### Data

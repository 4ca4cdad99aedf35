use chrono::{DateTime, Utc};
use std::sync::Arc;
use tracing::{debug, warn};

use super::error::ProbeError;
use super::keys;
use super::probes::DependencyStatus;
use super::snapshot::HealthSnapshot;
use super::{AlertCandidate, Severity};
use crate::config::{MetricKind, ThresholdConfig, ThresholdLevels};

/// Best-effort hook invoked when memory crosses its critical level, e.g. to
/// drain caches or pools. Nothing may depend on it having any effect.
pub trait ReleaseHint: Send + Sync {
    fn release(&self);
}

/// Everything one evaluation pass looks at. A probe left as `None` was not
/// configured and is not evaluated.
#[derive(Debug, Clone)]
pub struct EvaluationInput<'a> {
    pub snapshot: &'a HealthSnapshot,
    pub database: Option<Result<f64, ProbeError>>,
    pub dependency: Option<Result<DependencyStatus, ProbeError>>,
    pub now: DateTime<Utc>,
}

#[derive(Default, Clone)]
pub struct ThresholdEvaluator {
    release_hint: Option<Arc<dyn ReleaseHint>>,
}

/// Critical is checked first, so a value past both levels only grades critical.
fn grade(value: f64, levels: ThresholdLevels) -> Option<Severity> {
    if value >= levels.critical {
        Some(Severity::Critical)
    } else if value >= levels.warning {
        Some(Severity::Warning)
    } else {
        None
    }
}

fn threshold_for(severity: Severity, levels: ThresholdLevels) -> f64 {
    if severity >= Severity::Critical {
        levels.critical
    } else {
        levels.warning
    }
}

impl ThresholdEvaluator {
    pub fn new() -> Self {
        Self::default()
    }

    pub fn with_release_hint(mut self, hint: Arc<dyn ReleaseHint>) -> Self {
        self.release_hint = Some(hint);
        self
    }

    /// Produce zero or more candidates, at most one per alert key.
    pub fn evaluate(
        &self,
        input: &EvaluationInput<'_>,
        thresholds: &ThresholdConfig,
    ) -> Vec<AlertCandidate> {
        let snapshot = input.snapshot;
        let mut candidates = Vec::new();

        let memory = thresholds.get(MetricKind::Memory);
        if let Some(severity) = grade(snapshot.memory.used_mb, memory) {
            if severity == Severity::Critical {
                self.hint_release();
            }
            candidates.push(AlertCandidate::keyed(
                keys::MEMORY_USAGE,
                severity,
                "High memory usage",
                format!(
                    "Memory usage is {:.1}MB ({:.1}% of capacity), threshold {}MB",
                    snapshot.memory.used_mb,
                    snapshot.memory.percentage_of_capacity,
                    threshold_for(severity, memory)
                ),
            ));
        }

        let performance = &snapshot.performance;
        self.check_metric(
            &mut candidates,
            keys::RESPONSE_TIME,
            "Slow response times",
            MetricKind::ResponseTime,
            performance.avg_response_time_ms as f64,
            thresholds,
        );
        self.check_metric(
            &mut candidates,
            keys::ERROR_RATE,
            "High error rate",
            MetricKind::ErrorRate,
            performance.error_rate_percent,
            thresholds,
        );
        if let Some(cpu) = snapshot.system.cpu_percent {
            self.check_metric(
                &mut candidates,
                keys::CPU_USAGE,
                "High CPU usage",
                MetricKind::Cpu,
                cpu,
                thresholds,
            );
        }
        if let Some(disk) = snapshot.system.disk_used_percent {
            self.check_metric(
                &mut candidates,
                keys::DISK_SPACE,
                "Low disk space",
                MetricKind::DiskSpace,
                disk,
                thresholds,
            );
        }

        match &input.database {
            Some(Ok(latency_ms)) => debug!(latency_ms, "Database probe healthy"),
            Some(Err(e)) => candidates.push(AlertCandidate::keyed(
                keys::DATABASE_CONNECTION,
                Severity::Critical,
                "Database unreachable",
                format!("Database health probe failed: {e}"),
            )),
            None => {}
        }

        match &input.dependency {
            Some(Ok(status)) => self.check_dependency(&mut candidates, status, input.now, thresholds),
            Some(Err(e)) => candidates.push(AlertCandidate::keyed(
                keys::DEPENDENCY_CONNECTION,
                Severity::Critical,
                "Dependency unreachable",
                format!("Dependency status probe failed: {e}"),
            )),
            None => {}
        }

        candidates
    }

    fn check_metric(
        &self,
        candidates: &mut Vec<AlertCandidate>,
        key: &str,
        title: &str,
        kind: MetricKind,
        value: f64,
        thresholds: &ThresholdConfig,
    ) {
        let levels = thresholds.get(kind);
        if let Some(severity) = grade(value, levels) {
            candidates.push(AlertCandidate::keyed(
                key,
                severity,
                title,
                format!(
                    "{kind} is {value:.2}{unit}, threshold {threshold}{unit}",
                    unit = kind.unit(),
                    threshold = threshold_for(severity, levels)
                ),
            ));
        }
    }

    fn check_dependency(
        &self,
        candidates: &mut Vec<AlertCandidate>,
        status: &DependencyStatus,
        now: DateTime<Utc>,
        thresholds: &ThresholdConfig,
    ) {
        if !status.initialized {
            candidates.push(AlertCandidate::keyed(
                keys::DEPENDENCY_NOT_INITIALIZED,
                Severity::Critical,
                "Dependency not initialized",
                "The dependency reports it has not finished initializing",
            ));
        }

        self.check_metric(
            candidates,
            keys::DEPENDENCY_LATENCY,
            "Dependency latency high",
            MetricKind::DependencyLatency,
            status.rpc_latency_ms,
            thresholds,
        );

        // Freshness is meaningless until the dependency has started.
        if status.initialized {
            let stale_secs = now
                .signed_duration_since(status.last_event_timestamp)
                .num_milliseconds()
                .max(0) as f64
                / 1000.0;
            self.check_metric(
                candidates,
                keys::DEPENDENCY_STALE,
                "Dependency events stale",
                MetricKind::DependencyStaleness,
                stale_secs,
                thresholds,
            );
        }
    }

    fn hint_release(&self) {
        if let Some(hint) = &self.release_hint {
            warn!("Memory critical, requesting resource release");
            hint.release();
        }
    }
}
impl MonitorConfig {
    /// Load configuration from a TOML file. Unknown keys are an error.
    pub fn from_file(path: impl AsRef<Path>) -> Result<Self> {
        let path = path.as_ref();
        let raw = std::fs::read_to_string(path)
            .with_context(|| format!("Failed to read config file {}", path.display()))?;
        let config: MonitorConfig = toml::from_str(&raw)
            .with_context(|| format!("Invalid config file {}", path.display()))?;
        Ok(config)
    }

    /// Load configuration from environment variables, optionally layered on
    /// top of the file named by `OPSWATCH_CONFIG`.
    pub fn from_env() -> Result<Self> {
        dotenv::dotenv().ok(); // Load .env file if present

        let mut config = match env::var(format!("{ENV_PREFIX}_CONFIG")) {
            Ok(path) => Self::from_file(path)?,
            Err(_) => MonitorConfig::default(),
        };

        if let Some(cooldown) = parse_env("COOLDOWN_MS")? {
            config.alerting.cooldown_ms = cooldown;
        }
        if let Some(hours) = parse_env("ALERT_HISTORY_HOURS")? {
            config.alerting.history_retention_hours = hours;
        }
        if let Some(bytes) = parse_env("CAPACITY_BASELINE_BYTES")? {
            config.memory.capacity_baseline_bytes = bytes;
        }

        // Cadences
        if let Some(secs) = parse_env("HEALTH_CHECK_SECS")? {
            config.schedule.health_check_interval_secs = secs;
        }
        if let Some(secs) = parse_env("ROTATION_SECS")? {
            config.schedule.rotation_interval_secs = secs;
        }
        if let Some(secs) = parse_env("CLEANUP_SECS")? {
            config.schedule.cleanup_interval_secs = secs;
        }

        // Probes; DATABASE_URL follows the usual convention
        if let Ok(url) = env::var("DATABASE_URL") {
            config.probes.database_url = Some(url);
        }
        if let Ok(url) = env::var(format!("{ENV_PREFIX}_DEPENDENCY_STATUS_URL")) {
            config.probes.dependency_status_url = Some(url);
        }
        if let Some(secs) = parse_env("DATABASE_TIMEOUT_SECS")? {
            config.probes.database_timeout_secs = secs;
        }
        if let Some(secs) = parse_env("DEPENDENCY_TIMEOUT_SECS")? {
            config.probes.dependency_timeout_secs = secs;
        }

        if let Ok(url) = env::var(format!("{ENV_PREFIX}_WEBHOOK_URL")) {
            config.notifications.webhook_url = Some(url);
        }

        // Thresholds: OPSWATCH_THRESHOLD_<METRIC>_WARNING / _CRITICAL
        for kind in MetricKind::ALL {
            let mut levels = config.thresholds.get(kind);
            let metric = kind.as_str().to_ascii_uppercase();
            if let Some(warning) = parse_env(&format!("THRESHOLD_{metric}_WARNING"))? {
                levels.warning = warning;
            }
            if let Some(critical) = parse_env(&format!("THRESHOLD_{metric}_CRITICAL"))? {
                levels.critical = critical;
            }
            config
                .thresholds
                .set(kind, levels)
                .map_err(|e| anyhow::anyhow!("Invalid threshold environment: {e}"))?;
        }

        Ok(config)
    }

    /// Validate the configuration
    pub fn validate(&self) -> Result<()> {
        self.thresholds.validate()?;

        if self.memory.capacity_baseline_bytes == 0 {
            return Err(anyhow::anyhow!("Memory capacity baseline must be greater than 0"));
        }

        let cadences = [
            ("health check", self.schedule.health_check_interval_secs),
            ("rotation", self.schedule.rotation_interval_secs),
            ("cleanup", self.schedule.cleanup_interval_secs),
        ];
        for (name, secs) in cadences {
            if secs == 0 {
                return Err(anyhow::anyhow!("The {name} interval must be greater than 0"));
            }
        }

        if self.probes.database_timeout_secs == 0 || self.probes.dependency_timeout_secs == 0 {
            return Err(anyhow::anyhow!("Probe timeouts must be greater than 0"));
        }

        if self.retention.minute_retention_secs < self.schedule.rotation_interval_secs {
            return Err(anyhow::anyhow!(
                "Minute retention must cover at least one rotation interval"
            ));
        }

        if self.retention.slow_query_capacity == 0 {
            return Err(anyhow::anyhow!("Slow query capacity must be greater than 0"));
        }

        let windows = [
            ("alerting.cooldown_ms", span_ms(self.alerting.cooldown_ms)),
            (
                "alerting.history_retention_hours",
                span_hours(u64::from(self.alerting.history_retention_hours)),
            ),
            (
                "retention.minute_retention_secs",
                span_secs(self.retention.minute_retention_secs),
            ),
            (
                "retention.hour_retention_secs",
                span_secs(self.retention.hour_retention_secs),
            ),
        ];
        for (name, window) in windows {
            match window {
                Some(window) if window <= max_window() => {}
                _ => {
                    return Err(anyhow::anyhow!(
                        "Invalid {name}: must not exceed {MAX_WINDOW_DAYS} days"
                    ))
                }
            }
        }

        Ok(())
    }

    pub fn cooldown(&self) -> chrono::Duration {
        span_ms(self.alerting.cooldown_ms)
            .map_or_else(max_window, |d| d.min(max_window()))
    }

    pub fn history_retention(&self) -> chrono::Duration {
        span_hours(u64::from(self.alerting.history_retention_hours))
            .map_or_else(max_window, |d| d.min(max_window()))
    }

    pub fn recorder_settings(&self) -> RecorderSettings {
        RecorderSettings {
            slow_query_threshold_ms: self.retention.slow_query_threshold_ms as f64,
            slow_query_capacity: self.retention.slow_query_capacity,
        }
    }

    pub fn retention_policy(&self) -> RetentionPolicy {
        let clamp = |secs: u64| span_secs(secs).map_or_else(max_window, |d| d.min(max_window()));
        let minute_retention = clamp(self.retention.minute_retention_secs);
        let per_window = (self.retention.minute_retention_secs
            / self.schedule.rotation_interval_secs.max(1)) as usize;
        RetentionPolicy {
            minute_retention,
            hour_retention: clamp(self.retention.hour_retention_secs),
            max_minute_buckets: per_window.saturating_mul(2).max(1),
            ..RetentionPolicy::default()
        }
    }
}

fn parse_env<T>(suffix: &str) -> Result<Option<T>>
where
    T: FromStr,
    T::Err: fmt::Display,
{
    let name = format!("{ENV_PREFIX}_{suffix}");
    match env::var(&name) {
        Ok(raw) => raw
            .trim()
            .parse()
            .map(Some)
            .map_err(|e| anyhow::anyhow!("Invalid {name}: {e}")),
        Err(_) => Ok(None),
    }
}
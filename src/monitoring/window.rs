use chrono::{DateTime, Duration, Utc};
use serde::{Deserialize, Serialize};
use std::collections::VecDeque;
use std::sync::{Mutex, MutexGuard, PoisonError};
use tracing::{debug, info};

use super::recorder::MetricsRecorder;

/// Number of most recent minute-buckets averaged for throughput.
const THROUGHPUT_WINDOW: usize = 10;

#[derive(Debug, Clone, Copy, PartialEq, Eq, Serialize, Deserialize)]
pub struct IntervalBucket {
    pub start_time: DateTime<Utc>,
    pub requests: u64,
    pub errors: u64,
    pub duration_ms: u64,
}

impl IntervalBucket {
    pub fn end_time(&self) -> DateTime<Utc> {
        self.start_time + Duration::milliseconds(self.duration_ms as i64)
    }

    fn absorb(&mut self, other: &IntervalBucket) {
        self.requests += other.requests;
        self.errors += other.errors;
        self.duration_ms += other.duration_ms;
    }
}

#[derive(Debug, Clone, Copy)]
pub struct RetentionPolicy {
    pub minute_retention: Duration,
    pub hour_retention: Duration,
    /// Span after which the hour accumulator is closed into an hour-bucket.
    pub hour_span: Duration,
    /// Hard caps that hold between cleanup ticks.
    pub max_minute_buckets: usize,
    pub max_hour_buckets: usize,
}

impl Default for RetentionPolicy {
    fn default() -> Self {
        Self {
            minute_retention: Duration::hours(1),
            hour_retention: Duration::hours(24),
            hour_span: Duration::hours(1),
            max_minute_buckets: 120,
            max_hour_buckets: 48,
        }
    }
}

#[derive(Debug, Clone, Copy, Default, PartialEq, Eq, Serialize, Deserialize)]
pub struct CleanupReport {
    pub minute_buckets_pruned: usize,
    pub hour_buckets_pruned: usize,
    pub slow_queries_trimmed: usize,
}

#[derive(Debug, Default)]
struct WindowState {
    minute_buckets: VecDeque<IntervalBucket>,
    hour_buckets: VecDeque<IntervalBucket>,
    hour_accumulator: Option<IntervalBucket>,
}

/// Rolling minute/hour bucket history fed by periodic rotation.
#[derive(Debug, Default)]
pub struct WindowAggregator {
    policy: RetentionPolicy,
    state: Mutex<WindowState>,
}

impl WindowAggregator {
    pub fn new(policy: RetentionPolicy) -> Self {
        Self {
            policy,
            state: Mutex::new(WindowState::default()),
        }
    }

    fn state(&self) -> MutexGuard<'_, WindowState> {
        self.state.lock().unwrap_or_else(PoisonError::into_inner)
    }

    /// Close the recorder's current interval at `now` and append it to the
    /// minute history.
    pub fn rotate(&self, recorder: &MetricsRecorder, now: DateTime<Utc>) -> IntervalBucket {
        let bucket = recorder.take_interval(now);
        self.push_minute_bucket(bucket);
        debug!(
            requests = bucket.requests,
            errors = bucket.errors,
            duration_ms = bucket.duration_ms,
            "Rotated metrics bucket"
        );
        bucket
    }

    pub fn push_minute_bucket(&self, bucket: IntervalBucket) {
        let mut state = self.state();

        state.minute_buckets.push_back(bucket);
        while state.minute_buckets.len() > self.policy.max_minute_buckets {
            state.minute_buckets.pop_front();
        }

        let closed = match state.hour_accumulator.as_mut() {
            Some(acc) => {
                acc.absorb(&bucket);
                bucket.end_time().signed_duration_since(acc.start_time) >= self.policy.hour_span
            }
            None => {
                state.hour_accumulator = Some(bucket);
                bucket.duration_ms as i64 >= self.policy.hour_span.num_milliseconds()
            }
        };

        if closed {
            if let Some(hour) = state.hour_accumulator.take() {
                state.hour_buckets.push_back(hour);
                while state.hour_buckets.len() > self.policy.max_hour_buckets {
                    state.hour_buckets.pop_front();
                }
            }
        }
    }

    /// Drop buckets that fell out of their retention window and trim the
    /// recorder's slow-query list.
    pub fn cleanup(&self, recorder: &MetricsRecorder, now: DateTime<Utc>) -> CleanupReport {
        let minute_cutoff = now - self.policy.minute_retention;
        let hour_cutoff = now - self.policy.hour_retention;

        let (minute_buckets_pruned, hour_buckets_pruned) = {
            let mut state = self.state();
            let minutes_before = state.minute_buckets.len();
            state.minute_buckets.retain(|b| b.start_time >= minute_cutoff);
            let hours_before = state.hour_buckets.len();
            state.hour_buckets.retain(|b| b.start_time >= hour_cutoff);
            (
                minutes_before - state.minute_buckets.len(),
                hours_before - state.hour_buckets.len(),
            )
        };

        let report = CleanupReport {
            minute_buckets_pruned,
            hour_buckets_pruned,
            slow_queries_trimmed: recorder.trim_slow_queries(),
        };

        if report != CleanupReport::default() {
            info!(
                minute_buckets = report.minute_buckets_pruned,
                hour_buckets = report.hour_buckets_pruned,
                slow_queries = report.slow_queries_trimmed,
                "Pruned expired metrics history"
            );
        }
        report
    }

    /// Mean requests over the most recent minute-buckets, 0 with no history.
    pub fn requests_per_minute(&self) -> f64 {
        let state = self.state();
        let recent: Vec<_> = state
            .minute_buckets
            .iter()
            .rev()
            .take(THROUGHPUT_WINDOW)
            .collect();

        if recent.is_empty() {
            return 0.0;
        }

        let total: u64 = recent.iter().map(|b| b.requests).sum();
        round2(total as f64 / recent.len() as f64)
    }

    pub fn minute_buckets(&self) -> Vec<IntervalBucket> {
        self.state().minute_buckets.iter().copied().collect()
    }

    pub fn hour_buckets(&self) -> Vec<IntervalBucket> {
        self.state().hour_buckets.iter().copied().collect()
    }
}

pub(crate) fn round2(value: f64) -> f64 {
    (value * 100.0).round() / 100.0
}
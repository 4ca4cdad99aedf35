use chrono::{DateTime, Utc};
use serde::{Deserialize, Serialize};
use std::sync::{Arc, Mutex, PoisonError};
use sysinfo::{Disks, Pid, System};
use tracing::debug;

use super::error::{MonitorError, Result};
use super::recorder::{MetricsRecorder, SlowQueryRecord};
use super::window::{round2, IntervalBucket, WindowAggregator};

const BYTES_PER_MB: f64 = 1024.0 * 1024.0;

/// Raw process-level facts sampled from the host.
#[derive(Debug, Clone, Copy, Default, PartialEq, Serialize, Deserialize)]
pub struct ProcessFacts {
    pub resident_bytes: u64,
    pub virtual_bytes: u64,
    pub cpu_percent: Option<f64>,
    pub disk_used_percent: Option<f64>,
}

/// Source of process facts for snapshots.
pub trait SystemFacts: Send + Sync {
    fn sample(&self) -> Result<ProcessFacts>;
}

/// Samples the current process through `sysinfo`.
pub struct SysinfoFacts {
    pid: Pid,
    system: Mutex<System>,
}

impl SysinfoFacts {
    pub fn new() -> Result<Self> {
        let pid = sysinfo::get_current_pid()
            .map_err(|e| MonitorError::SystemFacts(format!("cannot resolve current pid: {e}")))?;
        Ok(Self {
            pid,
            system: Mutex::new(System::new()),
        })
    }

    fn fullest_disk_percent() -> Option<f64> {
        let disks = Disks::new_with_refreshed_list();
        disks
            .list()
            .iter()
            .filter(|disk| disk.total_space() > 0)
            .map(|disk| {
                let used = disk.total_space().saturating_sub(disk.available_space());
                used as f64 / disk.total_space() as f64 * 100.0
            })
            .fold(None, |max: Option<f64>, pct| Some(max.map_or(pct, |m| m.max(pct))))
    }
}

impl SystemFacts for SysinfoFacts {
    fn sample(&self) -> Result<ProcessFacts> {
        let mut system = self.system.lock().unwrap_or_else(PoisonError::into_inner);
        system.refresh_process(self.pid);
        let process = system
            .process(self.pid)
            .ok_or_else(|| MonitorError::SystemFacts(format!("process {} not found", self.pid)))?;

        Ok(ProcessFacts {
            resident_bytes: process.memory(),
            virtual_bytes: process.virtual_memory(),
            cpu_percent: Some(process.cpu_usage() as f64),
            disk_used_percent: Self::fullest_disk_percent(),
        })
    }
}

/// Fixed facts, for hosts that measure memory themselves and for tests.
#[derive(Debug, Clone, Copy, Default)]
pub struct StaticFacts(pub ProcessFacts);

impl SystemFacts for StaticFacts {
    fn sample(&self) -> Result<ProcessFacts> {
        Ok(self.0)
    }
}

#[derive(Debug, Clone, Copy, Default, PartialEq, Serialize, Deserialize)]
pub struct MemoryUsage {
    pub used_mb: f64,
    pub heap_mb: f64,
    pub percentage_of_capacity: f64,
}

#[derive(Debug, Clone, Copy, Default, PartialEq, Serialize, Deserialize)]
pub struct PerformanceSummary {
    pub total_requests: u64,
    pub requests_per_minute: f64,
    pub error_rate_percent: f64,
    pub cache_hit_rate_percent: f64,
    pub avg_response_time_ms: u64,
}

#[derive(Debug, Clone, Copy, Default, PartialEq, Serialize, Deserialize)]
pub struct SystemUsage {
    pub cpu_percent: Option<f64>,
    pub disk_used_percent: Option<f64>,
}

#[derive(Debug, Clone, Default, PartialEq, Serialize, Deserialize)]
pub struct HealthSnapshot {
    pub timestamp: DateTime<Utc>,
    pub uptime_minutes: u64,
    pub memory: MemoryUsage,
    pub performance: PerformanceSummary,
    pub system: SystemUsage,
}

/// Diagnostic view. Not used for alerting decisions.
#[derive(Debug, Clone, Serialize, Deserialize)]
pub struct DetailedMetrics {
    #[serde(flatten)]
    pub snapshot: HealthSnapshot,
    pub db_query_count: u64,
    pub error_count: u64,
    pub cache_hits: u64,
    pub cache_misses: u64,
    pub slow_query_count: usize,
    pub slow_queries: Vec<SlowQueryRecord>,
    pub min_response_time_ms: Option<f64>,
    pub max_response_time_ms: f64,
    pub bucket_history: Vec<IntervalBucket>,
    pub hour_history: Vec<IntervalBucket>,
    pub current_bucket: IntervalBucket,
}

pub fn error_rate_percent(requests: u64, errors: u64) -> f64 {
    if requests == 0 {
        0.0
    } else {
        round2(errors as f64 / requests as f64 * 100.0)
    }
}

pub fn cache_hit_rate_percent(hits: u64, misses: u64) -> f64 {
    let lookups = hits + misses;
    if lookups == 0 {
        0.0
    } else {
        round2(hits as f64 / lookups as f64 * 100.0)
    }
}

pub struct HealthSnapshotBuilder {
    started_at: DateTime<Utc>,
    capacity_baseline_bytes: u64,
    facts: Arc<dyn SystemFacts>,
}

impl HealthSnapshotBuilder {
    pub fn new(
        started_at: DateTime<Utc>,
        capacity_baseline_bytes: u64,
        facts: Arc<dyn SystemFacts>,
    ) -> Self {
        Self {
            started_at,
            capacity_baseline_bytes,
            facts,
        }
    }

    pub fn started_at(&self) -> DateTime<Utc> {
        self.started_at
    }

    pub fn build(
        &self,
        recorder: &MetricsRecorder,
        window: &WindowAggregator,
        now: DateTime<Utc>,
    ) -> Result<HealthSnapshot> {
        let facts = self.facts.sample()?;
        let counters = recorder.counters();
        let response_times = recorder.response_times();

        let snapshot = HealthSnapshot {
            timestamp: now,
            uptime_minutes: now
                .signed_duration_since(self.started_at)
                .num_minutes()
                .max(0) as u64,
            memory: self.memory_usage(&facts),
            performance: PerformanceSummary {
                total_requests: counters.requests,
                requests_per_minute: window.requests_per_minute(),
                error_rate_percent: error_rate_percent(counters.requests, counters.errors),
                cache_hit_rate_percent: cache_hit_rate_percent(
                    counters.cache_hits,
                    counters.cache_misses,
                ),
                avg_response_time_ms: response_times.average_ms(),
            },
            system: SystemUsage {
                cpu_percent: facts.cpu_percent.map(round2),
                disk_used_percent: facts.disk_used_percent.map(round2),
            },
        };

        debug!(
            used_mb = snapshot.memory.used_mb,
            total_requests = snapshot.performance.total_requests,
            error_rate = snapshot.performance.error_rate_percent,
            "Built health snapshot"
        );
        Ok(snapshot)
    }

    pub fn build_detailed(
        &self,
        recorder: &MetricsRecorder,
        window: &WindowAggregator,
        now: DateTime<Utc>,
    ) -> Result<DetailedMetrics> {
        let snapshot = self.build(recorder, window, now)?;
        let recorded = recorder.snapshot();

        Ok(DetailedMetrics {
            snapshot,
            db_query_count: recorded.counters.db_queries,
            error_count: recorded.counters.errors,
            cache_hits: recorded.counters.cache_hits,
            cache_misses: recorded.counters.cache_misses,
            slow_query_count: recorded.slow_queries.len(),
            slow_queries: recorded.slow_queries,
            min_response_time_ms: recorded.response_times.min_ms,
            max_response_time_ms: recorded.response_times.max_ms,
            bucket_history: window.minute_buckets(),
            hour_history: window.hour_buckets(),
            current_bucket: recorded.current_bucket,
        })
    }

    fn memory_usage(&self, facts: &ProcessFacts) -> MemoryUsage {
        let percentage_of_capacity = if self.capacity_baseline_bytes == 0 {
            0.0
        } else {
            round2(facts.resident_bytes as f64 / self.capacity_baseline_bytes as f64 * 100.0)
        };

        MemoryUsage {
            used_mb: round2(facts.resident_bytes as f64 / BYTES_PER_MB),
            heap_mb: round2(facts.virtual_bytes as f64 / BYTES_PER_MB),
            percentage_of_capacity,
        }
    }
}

### Work request
The lines from the beginning of the records through the line containing "level, e.g. to" should be reproduced exactly. Include nothing else.

### Exercise output
repository 4ca4cdad99aedf35
use chrono::{DateTime, Utc};
use std::sync::Arc;
use tracing::{debug, warn};

use super::error::ProbeError;
use super::keys;
use super::probes::DependencyStatus;
use super::snapshot::HealthSnapshot;
use super::{AlertCandidate, Severity};
use crate::config::{MetricKind, ThresholdConfig, ThresholdLevels};

/// Best-effort hook invoked when memory crosses its critical level, e.g. to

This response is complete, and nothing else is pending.